Plus étonnamment, le deuxième volet du récit s’ouvre sur une liste exutoire, énumérant les poncifs néo-romanesques :
Transcrire les propos quotidiens. Ménagères, artisans, voyageurs de commerce. Discours usé jusqu’à la corde. Il y aurait sur la gauche un square. Arbres en fleurs, bancs publics, pelouses. Des amoureux, des bonnes, des enfants. Même langage. Onomatopées. Usé jusqu’à la corde. (Fb, 83-84)
Le représentant de commerce conversant avec une gardienne d’enfants fait songer au roman, adapté à la scène, de Duras, Le Square (1955), opus précédant l’entrée de l’auteur chez Minuit en 1958 avec Moderato cantabile.

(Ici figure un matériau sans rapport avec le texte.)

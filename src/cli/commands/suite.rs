use crate::engine::batch::BatchPlan;
use crate::engine::report::ReportFormat;
use crate::engine::{SuiteConfig, DEFAULT_RETRY_BACKOFF};
use clap::{builder::PossibleValuesParser, Arg, ArgAction, ArgMatches, Command};
use std::path::PathBuf;
use std::time::Duration;

pub const ARG_BATCH_SIZE: &str = "batch-size";
pub const ARG_BATCH_DELAY_MS: &str = "batch-delay-ms";
pub const ARG_NUMBERED_USERS: &str = "numbered-users";
pub const ARG_PARALLEL: &str = "parallel";
pub const ARG_MAX_CONCURRENCY: &str = "max-concurrency";
pub const ARG_FAIL_FAST: &str = "fail-fast";
pub const ARG_REPORT: &str = "report";
pub const ARG_FORMAT: &str = "format";

#[derive(Debug, Clone)]
pub struct Options {
    pub suite: SuiteConfig,
    pub batch: BatchPlan,
    pub numbered_users: usize,
    pub report: Option<PathBuf>,
    pub format: ReportFormat,
}

impl Options {
    #[must_use]
    pub fn parse(matches: &ArgMatches) -> Self {
        let suite = SuiteConfig {
            parallel: matches.get_flag(ARG_PARALLEL),
            max_concurrency: matches.get_one::<usize>(ARG_MAX_CONCURRENCY).copied().unwrap_or(1),
            fail_fast: matches.get_flag(ARG_FAIL_FAST),
            continue_on_error: true,
            retry_backoff: DEFAULT_RETRY_BACKOFF,
        };

        let batch = BatchPlan::new(
            matches.get_one::<usize>(ARG_BATCH_SIZE).copied().unwrap_or(3),
            Duration::from_millis(matches.get_one::<u64>(ARG_BATCH_DELAY_MS).copied().unwrap_or(1000)),
        );

        let format = match matches.get_one::<String>(ARG_FORMAT).map(String::as_str) {
            Some("json") => ReportFormat::Json,
            _ => ReportFormat::Markdown,
        };

        Self {
            suite,
            batch,
            numbered_users: matches.get_one::<usize>(ARG_NUMBERED_USERS).copied().unwrap_or(10),
            report: matches.get_one::<PathBuf>(ARG_REPORT).cloned(),
            format,
        }
    }
}

#[must_use]
pub fn with_args(command: Command) -> Command {
    command
        .arg(
            Arg::new(ARG_BATCH_SIZE)
                .long(ARG_BATCH_SIZE)
                .help("Identities probed concurrently per batch")
                .env("VIGIL_BATCH_SIZE")
                .default_value("3")
                .value_parser(clap::value_parser!(usize)),
        )
        .arg(
            Arg::new(ARG_BATCH_DELAY_MS)
                .long(ARG_BATCH_DELAY_MS)
                .help("Pause between batches in milliseconds")
                .env("VIGIL_BATCH_DELAY_MS")
                .default_value("1000")
                .value_parser(clap::value_parser!(u64)),
        )
        .arg(
            Arg::new(ARG_NUMBERED_USERS)
                .long(ARG_NUMBERED_USERS)
                .help("Size of the numbered identity population (testuser0..N)")
                .env("VIGIL_NUMBERED_USERS")
                .default_value("10")
                .value_parser(clap::value_parser!(usize)),
        )
        .arg(
            Arg::new(ARG_PARALLEL)
                .long(ARG_PARALLEL)
                .help("Run independent cases concurrently")
                .env("VIGIL_PARALLEL")
                .action(ArgAction::SetTrue),
        )
        .arg(
            Arg::new(ARG_MAX_CONCURRENCY)
                .long(ARG_MAX_CONCURRENCY)
                .help("Cases in flight at once when --parallel is set")
                .env("VIGIL_MAX_CONCURRENCY")
                .default_value("1")
                .value_parser(clap::value_parser!(usize)),
        )
        .arg(
            Arg::new(ARG_FAIL_FAST)
                .long(ARG_FAIL_FAST)
                .help("Stop scheduling cases after the first failure")
                .env("VIGIL_FAIL_FAST")
                .action(ArgAction::SetTrue),
        )
        .arg(
            Arg::new(ARG_REPORT)
                .long(ARG_REPORT)
                .help("Write the report to this file instead of stdout")
                .env("VIGIL_REPORT")
                .value_parser(clap::value_parser!(PathBuf)),
        )
        .arg(
            Arg::new(ARG_FORMAT)
                .long(ARG_FORMAT)
                .help("Report format")
                .env("VIGIL_REPORT_FORMAT")
                .default_value("markdown")
                .value_parser(PossibleValuesParser::new(["markdown", "json"])),
        )
}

Mais Pinget n’est pas en reste avec une de ses propres pièces (La Manivelle, 1960), qui transpose également une séquence de l’un de ses premiers romans (Clope au dossier, 1961) et gravite autour du vieux Toupin, tournant la manivelle de son orgue :
Plus loin sur la droite l’amorce d’un pont qui enjambe une rivière. Un orgue de barbarie, un aveugle à la manivelle. Groupes d’étudiants. Lumières d’avril. Usé jusqu’à la corde. (Fb, 83-84)
L’ironie égratigne également les romans de Butor, depuis L’Emploi du temps (1956) où le touriste égaré à Bleston est obsédé par la grande aiguille de l’horloge, jusqu’à La Modification (1957) et les va-et-vient temporels d’un récit se déroulant au sein d’un wagon de train :
Plus loin sur la droite la vieille tour à l’horloge. Des touristes guettent sortant de la boîte une kyrielle de santons ridicules. Célèbrent la culmination du jour. Commentaires et rappels d’histoire. Usé jusqu’à la corde. Plus loin sur la gauche la gare et ses évocations houleuses. Période de vacances. Ou retour. Ou redépart. Ou reretour. Idem. (Fb, 84-85)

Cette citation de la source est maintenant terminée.